Sandown demo for Super5000

  • Virgin Australia Supercars Championship
  • |
  • 11/09/2017
  • By Mitchell Adam

The new PAYCE and Wilson Security Super5000 project will make its public debut at this weekend’s Wilson Security Sandown 500, with Supercars driver Garth Tander behind the wheel.

Being developed with a view to joining the support bill as a new class in 2018, the retro-inspired open-wheeler is powered by a 5.0-litre, V8 Supercars engine and Albins transaxle gearbox.

Supercars retains category management rights for the project, which in July joined forces with Chris Lambden’s Formula Thunder 5000.

Tander is slated to drive the car during demonstration sessions this Saturday and Sunday, having been part of the development work so far with Lee Holdsworth and Alex Davison.

Roughly 400km of running has been completed across sessions at Phillip Island, Mallala and Adelaide International Raceway in recent months.

Designer Oscar Fiorinotto of Supashock Racing Engineering says spectacle is the focus, rather than outright speed, describing the car as a “baby brother or sister of the Lola T332” that dominated Formula 5000 when it was introduced in 1973.

“We haven’t focused on building what I would call the fastest widget in the box, but it’s certainly going to be the most entertaining,” Fiorinotto told Supercars.com

“We’ve developed a project that is high-drag [aerodynamically], to promote really good passing, it’s easy to drive, good gearbox, really good solid mechanical grip as well, because everything is designed in-house.

“It’s got our own suspension, it’s got a very unique suspension system, so it doesn’t run roll bars, it runs its roll control through its dampers.

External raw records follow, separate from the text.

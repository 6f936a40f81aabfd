//! Built-in form definitions and spec loading.

use std::collections::BTreeSet;

use thiserror::Error;

use crate::spec::form::ADDITIONAL_QUESTIONS_SECTION;
use crate::spec::{FieldKind, FormSpec};

const EVENT_REGISTRATION: &str = include_str!("../forms/event_registration.json");
const JOB_APPLICATION: &str = include_str!("../forms/job_application.json");
const SURVEY: &str = include_str!("../forms/survey.json");

/// Ids of the forms shipped with the crate.
pub const BUILTIN_IDS: [&str; 3] = ["event-registration", "job-application", "survey"];

#[derive(Debug, Error)]
pub enum FormError {
    #[error("form '{0}' is not available")]
    Unknown(String),
    #[error("failed to parse form spec: {0}")]
    Parse(#[from] serde_json::Error),
    #[error("form spec '{form}' is inconsistent: {reason}")]
    Invalid { form: String, reason: String },
}

/// Parses and checks a form spec.
pub fn load_spec(json: &str) -> Result<FormSpec, FormError> {
    let spec: FormSpec = serde_json::from_str(json)?;
    check_spec(&spec)?;
    Ok(spec)
}

/// Looks up a built-in form by id.
pub fn builtin(id: &str) -> Result<FormSpec, FormError> {
    let json = match id {
        "event-registration" => EVENT_REGISTRATION,
        "job-application" => JOB_APPLICATION,
        "survey" => SURVEY,
        other => return Err(FormError::Unknown(other.to_string())),
    };
    load_spec(json)
}

pub fn event_registration() -> FormSpec {
    builtin("event-registration").expect("embedded event registration spec is valid")
}

pub fn job_application() -> FormSpec {
    builtin("job-application").expect("embedded job application spec is valid")
}

pub fn survey() -> FormSpec {
    builtin("survey").expect("embedded survey spec is valid")
}

/// Rejects specs whose references do not line up: duplicate field names,
/// fields in undeclared sections, predicates over unknown fields, flags
/// without keys or a topic field that does not exist.
pub fn check_spec(spec: &FormSpec) -> Result<(), FormError> {
    let invalid = |reason: String| FormError::Invalid {
        form: spec.id.clone(),
        reason,
    };

    let mut names = BTreeSet::new();
    for field in &spec.fields {
        if !names.insert(field.name.as_str()) {
            return Err(invalid(format!("field '{}' is declared twice", field.name)));
        }
    }

    let sections: BTreeSet<&str> = spec.sections.iter().map(|s| s.id.as_str()).collect();
    for field in &spec.fields {
        if let Some(section) = &field.section
            && !sections.contains(section.as_str())
        {
            return Err(invalid(format!(
                "field '{}' uses undeclared section '{}'",
                field.name, section
            )));
        }
        if field.kind == FieldKind::Flags && field.flag_keys().is_empty() {
            return Err(invalid(format!("flags field '{}' has no keys", field.name)));
        }
    }

    for section in &spec.sections {
        if section.id == ADDITIONAL_QUESTIONS_SECTION {
            return Err(invalid(format!("section id '{}' is reserved", section.id)));
        }
        if let Some(unknown) = section
            .active_if
            .fields()
            .into_iter()
            .find(|name| !names.contains(name))
        {
            return Err(invalid(format!(
                "section '{}' refers to unknown field '{}'",
                section.id, unknown
            )));
        }
    }

    if let Some(topic) = spec.topic_field()
        && !names.contains(topic)
    {
        return Err(invalid(format!("topic field '{}' is not declared", topic)));
    }

    Ok(())
}
pub mod field;
pub mod form;

pub use field::{FieldKind, FieldSpec, Rule};
pub use form::{FormPresentation, FormSpec, QuestionSource, SectionSpec};
use serde::{Deserialize, Serialize};
use serde_json::{Map, Value, json};
use thiserror::Error;
use tracing::debug;

use form_spec::{
    FormError, FormSession, FormSpec, QuestionDescriptor, QuestionResponse, RenderError,
    RenderPayload, SubmitOutcome, build_render_payload, builtin, load_spec,
    render_json_ui as form_render_json_ui, render_snapshot, render_text as form_render_text,
};

#[derive(Debug, Error)]
enum ComponentError {
    #[error("failed to parse config: {0}")]
    ConfigParse(#[source] serde_json::Error),
    #[error("failed to parse answers: {0}")]
    AnswersParse(#[source] serde_json::Error),
    #[error("answers must be a JSON object")]
    AnswersShape,
    #[error("form '{0}' is not available")]
    FormUnavailable(String),
    #[error(transparent)]
    Form(#[from] FormError),
    #[error("json encode error: {0}")]
    JsonEncode(#[source] serde_json::Error),
    #[error(transparent)]
    Render(#[from] RenderError),
}

/// Extra questions the host already fetched for `topic`.
#[derive(Debug, Deserialize, Serialize)]
struct ConfigQuestions {
    topic: String,
    #[serde(default)]
    descriptors: Vec<QuestionDescriptor>,
}

#[derive(Debug, Deserialize, Serialize, Default)]
struct ComponentConfig {
    #[serde(default)]
    form_spec_json: Option<String>,
    #[serde(default)]
    questions: Option<ConfigQuestions>,
}

fn parse_config(config_json: &str) -> Result<ComponentConfig, ComponentError> {
    if config_json.trim().is_empty() {
        Ok(ComponentConfig::default())
    } else {
        serde_json::from_str(config_json).map_err(ComponentError::ConfigParse)
    }
}

fn ensure_form(form_id: &str, config: &ComponentConfig) -> Result<FormSpec, ComponentError> {
    let spec = match &config.form_spec_json {
        Some(json) => load_spec(json)?,
        None => builtin(form_id)?,
    };
    if spec.id != form_id {
        Err(ComponentError::FormUnavailable(form_id.to_string()))
    } else {
        Ok(spec)
    }
}

fn parse_answers(answers_json: &str) -> Result<Map<String, Value>, ComponentError> {
    if answers_json.trim().is_empty() {
        return Ok(Map::new());
    }
    match serde_json::from_str(answers_json).map_err(ComponentError::AnswersParse)? {
        Value::Object(map) => Ok(map),
        _ => Err(ComponentError::AnswersShape),
    }
}

/// Session loaded with answers, plus answer keys the form does not know.
struct LoadedSession {
    session: FormSession,
    unknown_fields: Vec<String>,
}

/// Replays `answers` as field edits.
///
/// Declared fields go first so a topic change can pick up the configured
/// questions before their answers are applied.
fn load_session(
    spec: FormSpec,
    config: ComponentConfig,
    answers: &Map<String, Value>,
) -> LoadedSession {
    let mut session = FormSession::new(spec);
    let mut pending_request = None;
    let mut deferred = Vec::new();

    for (name, value) in answers {
        if session.spec().field(name).is_some() {
            if let Ok(Some(request)) = session.set_field_json(name, value) {
                pending_request = Some(request);
            }
        } else {
            deferred.push((name, value));
        }
    }

    if let (Some(request), Some(questions)) = (pending_request, config.questions)
        && questions.topic == request.topic
    {
        session.apply_questions(QuestionResponse {
            request,
            result: Ok(questions.descriptors),
        });
    }

    let mut unknown_fields = Vec::new();
    for (name, value) in deferred {
        if session.set_field_json(name, value).is_err() {
            unknown_fields.push(name.clone());
        }
    }
    if !unknown_fields.is_empty() {
        debug!(fields = ?unknown_fields, "ignoring unknown answer fields");
    }

    LoadedSession {
        session,
        unknown_fields,
    }
}

fn open_session(
    form_id: &str,
    config_json: &str,
    answers_json: &str,
) -> Result<LoadedSession, ComponentError> {
    let config = parse_config(config_json)?;
    let spec = ensure_form(form_id, &config)?;
    let answers = parse_answers(answers_json)?;
    Ok(load_session(spec, config, &answers))
}

fn respond(result: Result<Value, ComponentError>) -> String {
    match result {
        Ok(value) => serde_json::to_string(&value).unwrap_or_else(|error| {
            json!({"error": format!("json encode: {}", error)}).to_string()
        }),
        Err(err) => json!({ "error": err.to_string() }).to_string(),
    }
}

fn respond_string(result: Result<String, ComponentError>) -> String {
    match result {
        Ok(value) => value,
        Err(err) => json!({ "error": err.to_string() }).to_string(),
    }
}

pub fn describe(form_id: &str, config_json: &str) -> String {
    respond(
        parse_config(config_json)
            .and_then(|config| ensure_form(form_id, &config))
            .and_then(|spec| serde_json::to_value(spec).map_err(ComponentError::JsonEncode)),
    )
}

pub fn active_sections(form_id: &str, config_json: &str, answers_json: &str) -> String {
    respond(open_session(form_id, config_json, answers_json).map(|loaded| {
        let sections = loaded.session.active_sections();
        json!({ "active_sections": sections })
    }))
}

pub fn validate_answers(form_id: &str, config_json: &str, answers_json: &str) -> String {
    respond(
        open_session(form_id, config_json, answers_json).and_then(|loaded| {
            let errors = loaded.session.validate();
            Ok(json!({
                "valid": errors.is_empty(),
                "errors": serde_json::to_value(&errors).map_err(ComponentError::JsonEncode)?,
                "unknown_fields": loaded.unknown_fields,
            }))
        }),
    )
}

pub fn submit_all(form_id: &str, config_json: &str, answers_json: &str) -> String {
    respond(
        open_session(form_id, config_json, answers_json).and_then(|loaded| {
            let LoadedSession {
                mut session,
                unknown_fields,
            } = loaded;
            let rejected = matches!(session.submit(), SubmitOutcome::Rejected(_));
            let response = match session.snapshot() {
                Some(snapshot) if !rejected => {
                    let summary = render_snapshot(session.spec(), snapshot)?;
                    json!({
                        "status": "submitted",
                        "snapshot": serde_json::to_value(snapshot).map_err(ComponentError::JsonEncode)?,
                        "summary": summary,
                        "unknown_fields": unknown_fields,
                    })
                }
                _ => json!({
                    "status": "error",
                    "errors": serde_json::to_value(session.errors()).map_err(ComponentError::JsonEncode)?,
                    "unknown_fields": unknown_fields,
                }),
            };
            Ok(response)
        }),
    )
}

fn render_payload(
    form_id: &str,
    config_json: &str,
    answers_json: &str,
) -> Result<RenderPayload, ComponentError> {
    let loaded = open_session(form_id, config_json, answers_json)?;
    Ok(build_render_payload(&loaded.session)?)
}

pub fn render_text(form_id: &str, config_json: &str, answers_json: &str) -> String {
    respond_string(
        render_payload(form_id, config_json, answers_json)
            .map(|payload| form_render_text(&payload)),
    )
}

pub fn render_json_ui(form_id: &str, config_json: &str, answers_json: &str) -> String {
    respond(
        render_payload(form_id, config_json, answers_json)
            .map(|payload| form_render_json_ui(&payload)),
    )
}
#[tokio::main]
async fn main() -> CliResult<()> {
    logging::init();
    let cli = Cli::parse();
    match cli.command {
        Command::List => run_list(),
        Command::Describe { form, spec } => run_describe(&form, spec),
        Command::Validate {
            form,
            answers,
            spec,
        } => run_validate(&form, answers, spec),
        Command::Submit {
            form,
            answers,
            spec,
            cbor,
            json,
        } => run_submit(&form, answers, spec, cbor, json),
        Command::Fill {
            form,
            spec,
            answers,
            questions_url,
            questions_file,
            verbose,
            answers_json,
            render,
        } => {
            let supplier = build_supplier(questions_url, questions_file)?;
            run_fill(
                &form,
                spec,
                answers,
                supplier,
                verbose,
                answers_json,
                render,
            )
            .await
        }
        Command::SpecSchema => {
            println!("{}", serde_json::to_string_pretty(&spec_schema())?);
            Ok(())
        }
    }
}

fn run_list() -> CliResult<()> {
    for id in BUILTIN_IDS {
        let spec = builtin(id)?;
        println!("{}\t{}", spec.id, spec.title);
    }
    Ok(())
}

fn load_form(form_id: &str, spec_path: Option<PathBuf>) -> CliResult<FormSpec> {
    let spec = match spec_path {
        Some(path) => load_spec(&fs::read_to_string(path)?)?,
        None => builtin(form_id)?,
    };
    if spec.id != form_id {
        return Err(format!("spec describes form '{}', not '{}'", spec.id, form_id).into());
    }
    Ok(spec)
}

fn config_json(spec_path: Option<PathBuf>) -> CliResult<String> {
    let mut config = Map::new();
    if let Some(path) = spec_path {
        config.insert(
            "form_spec_json".into(),
            Value::String(fs::read_to_string(path)?),
        );
    }
    Ok(Value::Object(config).to_string())
}

fn run_describe(form_id: &str, spec_path: Option<PathBuf>) -> CliResult<()> {
    let spec = load_form(form_id, spec_path)?;
    println!("{}", serde_json::to_string_pretty(&spec)?);
    Ok(())
}

fn parse_component_result(response: &str) -> CliResult<Value> {
    let value: Value = serde_json::from_str(response)?;
    if let Some(error) = value.get("error").and_then(Value::as_str) {
        Err(error.into())
    } else {
        Ok(value)
    }
}

fn run_validate(form_id: &str, answers_path: PathBuf, spec_path: Option<PathBuf>) -> CliResult<()> {
    let config = config_json(spec_path)?;
    let answers = fs::read_to_string(answers_path)?;
    let result = parse_component_result(&validate_answers(form_id, &config, &answers))?;
    let valid = result["valid"].as_bool().unwrap_or(false);

    println!(
        "Validation result: {}",
        if valid { "valid" } else { "invalid" }
    );
    print_error_entries(&result["errors"]);
    print_unknown_fields(&result["unknown_fields"]);

    if valid {
        Ok(())
    } else {
        Err("validation failed".into())
    }
}

fn run_submit(
    form_id: &str,
    answers_path: PathBuf,
    spec_path: Option<PathBuf>,
    show_cbor: bool,
    show_json: bool,
) -> CliResult<()> {
    let config = config_json(spec_path)?;
    let answers = fs::read_to_string(answers_path)?;
    let result = parse_component_result(&submit_all(form_id, &config, &answers))?;
    print_unknown_fields(&result["unknown_fields"]);

    if result["status"] != "submitted" {
        print_error_entries(&result["errors"]);
        return Err("submission rejected".into());
    }

    println!("{}", result["summary"].as_str().unwrap_or_default());
    if show_cbor {
        let bytes = serde_cbor::to_vec(&result["snapshot"])?;
        println!("Snapshot (CBOR hex): {}", wizard::encode_hex(&bytes));
    }
    if show_json {
        println!("{}", serde_json::to_string_pretty(&result["snapshot"])?);
    }
    Ok(())
}

fn print_error_entries(errors: &Value) {
    let Some(errors) = errors.as_object().filter(|errors| !errors.is_empty()) else {
        return;
    };
    eprintln!("Errors:");
    for (field, error) in errors {
        eprintln!(
            "  {}: {}",
            field,
            error
                .get("message")
                .and_then(Value::as_str)
                .unwrap_or("validation failed")
        );
    }
}

fn print_unknown_fields(fields: &Value) {
    let names = fields
        .as_array()
        .map(|values| {
            values
                .iter()
                .filter_map(Value::as_str)
                .collect::<Vec<_>>()
        })
        .unwrap_or_default();
    if !names.is_empty() {
        eprintln!("Unknown answer fields: {}", names.join(", "));
    }
}

fn build_supplier(
    questions_url: Option<String>,
    questions_file: Option<PathBuf>,
) -> CliResult<Arc<dyn QuestionSupplier>> {
    if let Some(path) = questions_file {
        let table = StaticQuestionSupplier::from_json(&fs::read_to_string(path)?)?;
        return Ok(Arc::new(table));
    }
    let supplier = match questions_url.or_else(|| env::var(QUESTIONS_URL_ENV).ok()) {
        Some(url) => HttpQuestionSupplier::new(url)?,
        None => HttpQuestionSupplier::with_config(Default::default())?,
    };
    Ok(Arc::new(supplier))
}

async fn run_fill(
    form_id: &str,
    spec_path: Option<PathBuf>,
    answers_path: Option<PathBuf>,
    supplier: Arc<dyn QuestionSupplier>,
    verbose: bool,
    answers_json: bool,
    render: Option<RenderMode>,
) -> CliResult<()> {
    let spec = load_form(form_id, spec_path.clone())?;
    let config = config_json(spec_path)?;
    let mut session = FormSession::new(spec);
    let mut answered = BTreeSet::new();

    if let Some(path) = answers_path {
        let initial: Value = serde_json::from_str(&fs::read_to_string(path)?)?;
        let initial = initial
            .as_object()
            .ok_or("initial answers must be a JSON object")?;
        let unknown =
            preload_answers(&mut session, supplier.as_ref(), initial, &mut answered).await?;
        if !unknown.is_empty() {
            eprintln!("Unknown answer fields: {}", unknown.join(", "));
        }
    }

    let mut presenter = WizardPresenter::new(Verbosity::from_verbose(verbose), answers_json);
    presenter.show_header(&session);

    loop {
        let fields = session.active_fields();
        let Some(position) = fields
            .iter()
            .position(|field| !answered.contains(&field.name))
        else {
            if matches!(session.submit(), SubmitOutcome::Rejected(_)) {
                presenter.show_errors(session.errors());
                for error in session.errors().iter() {
                    answered.remove(&error.field);
                }
                continue;
            }
            let snapshot = session
                .snapshot()
                .ok_or("submission accepted without a snapshot")?;
            let summary = render_snapshot(session.spec(), snapshot)?;
            presenter.show_completion(snapshot, &summary);
            return Ok(());
        };

        let field = &fields[position];
        presenter.show_status(&session);
        if let Some(mode) = render {
            print_render_output(mode, form_id, &config, &session);
        }
        let prompt = PromptContext::new(
            field,
            position + 1,
            fields.len(),
            session.errors().message(&field.name),
        );
        let answer = prompt_field(&prompt, field, &presenter)?;

        let request = apply_answer(&mut session, field, answer)?;
        refresh_questions(&mut session, supplier.as_ref(), request).await;
        answered.insert(field.name.clone());
    }
}

/// Applies initial answers and returns the names the form does not know.
///
/// Names rejected on the first pass are retried once the topic's extra
/// questions are loaded.
async fn preload_answers(
    session: &mut FormSession,
    supplier: &dyn QuestionSupplier,
    initial: &Map<String, Value>,
    answered: &mut BTreeSet<String>,
) -> CliResult<Vec<String>> {
    let mut deferred = Vec::new();
    for (name, value) in initial {
        match session.set_field_json(name, value) {
            Ok(request) => {
                refresh_questions(session, supplier, request).await;
                answered.insert(name.clone());
            }
            Err(StoreError::UnknownField(_)) => deferred.push((name, value)),
            Err(err) => return Err(err.into()),
        }
    }

    let mut unknown = Vec::new();
    for (name, value) in deferred {
        match session.set_field_json(name, value) {
            Ok(_) => {
                answered.insert(name.clone());
            }
            Err(StoreError::UnknownField(_)) => unknown.push(name.clone()),
            Err(err) => return Err(err.into()),
        }
    }
    Ok(unknown)
}

/// Runs the lookup a topic change asked for; failures keep the old questions.
async fn refresh_questions(
    session: &mut FormSession,
    supplier: &dyn QuestionSupplier,
    request: Option<QuestionRequest>,
) {
    let Some(request) = request else {
        return;
    };
    let response = fetch_questions(supplier, request).await;
    if session.apply_questions(response) == QuestionsApplied::Applied
        && !session.questions().descriptors.is_empty()
    {
        tracing::info!(
            count = session.questions().descriptors.len(),
            topic = %session.questions().topic,
            "additional questions loaded"
        );
    }
}

/// A parsed wizard answer.
#[derive(Debug, PartialEq)]
enum Answer {
    Value(Value),
    Flags(Vec<String>),
}

fn apply_answer(
    session: &mut FormSession,
    field: &FieldSpec,
    answer: Answer,
) -> CliResult<Option<QuestionRequest>> {
    match answer {
        Answer::Value(value) => Ok(session.set_field_json(&field.name, &value)?),
        Answer::Flags(selected) => {
            for key in field.flag_keys() {
                session.set_flag(&field.name, key, selected.contains(key))?;
            }
            Ok(None)
        }
    }
}

fn prompt_field(
    prompt: &PromptContext,
    field: &FieldSpec,
    presenter: &WizardPresenter,
) -> CliResult<Answer> {
    loop {
        presenter.show_prompt(prompt);
        print!("> ");
        io::stdout().flush()?;
        let mut input = String::new();
        if io::stdin().read_line(&mut input)? == 0 {
            return Err("input closed before the form was submitted".into());
        }

        let line = input.trim_end_matches(['\n', '\r']);
        if line.trim().eq_ignore_ascii_case("exit") {
            return Err("wizard aborted by user".into());
        }

        match parse_answer(field, line) {
            Ok(answer) => return Ok(answer),
            Err(err) => presenter.show_parse_error(&err),
        }
    }
}

fn parse_answer(field: &FieldSpec, raw: &str) -> Result<Answer, AnswerParseError> {
    match field.kind {
        FieldKind::Text | FieldKind::NumericText => Ok(Answer::Value(Value::String(raw.into()))),
        FieldKind::Boolean => parse_boolean(raw).map(Answer::Value),
        FieldKind::Choice => parse_choice(field, raw).map(Answer::Value),
        FieldKind::DateTime => parse_date_time(raw).map(Answer::Value),
        FieldKind::Flags => parse_flags(field, raw).map(Answer::Flags),
    }
}

fn parse_boolean(raw: &str) -> Result<Value, AnswerParseError> {
    match raw.trim().to_lowercase().as_str() {
        "true" | "t" | "yes" | "y" | "1" => Ok(Value::Bool(true)),
        "" | "false" | "f" | "no" | "n" | "0" => Ok(Value::Bool(false)),
        _ => Err(AnswerParseError::new(
            "Please enter yes or no.",
            Some("expected boolean (y/n/true/false)".to_string()),
        )),
    }
}

fn parse_choice(field: &FieldSpec, raw: &str) -> Result<Value, AnswerParseError> {
    let raw = raw.trim();
    if raw.is_empty() {
        return Ok(Value::String(String::new()));
    }
    let allowed = field.choices.clone().unwrap_or_default();
    if let Some(choice) = allowed
        .iter()
        .find(|choice| choice.eq_ignore_ascii_case(raw))
    {
        Ok(Value::String(choice.to_string()))
    } else {
        Err(AnswerParseError::new(
            format!("Choose one of: {}.", allowed.join(", ")),
            Some(format!("allowed values: {}", allowed.join(", "))),
        ))
    }
}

It puts its power down beautifully, and it conforms to the FIA safety standards.

“It sounds great, it looks good. I think it’s achieved targets in the sense that it was to deliver a highly entertaining product, rather than just another open-wheeler.”

Fiorinotto says the Super5000 is unlike other single-seaters, channelling what he believes is a big part of the success of Supercars.

“Australians are looking for an association and an emotional attachment to a particular series,” he added.

“Supercars has that. It’s got noise, it’s got a spectacle in that the cars are close, but there’s a level of rawness to it.

“It’s not a clinical championship, and it’s no different to NASCAR in the States. We’ve developed exactly that.

“It’s not clinical, it’s not a Formula 1 car, it’s raw. It’s got very high drag, designed intentionally so we can race the cars and pass cars and have a really entertaining battle.”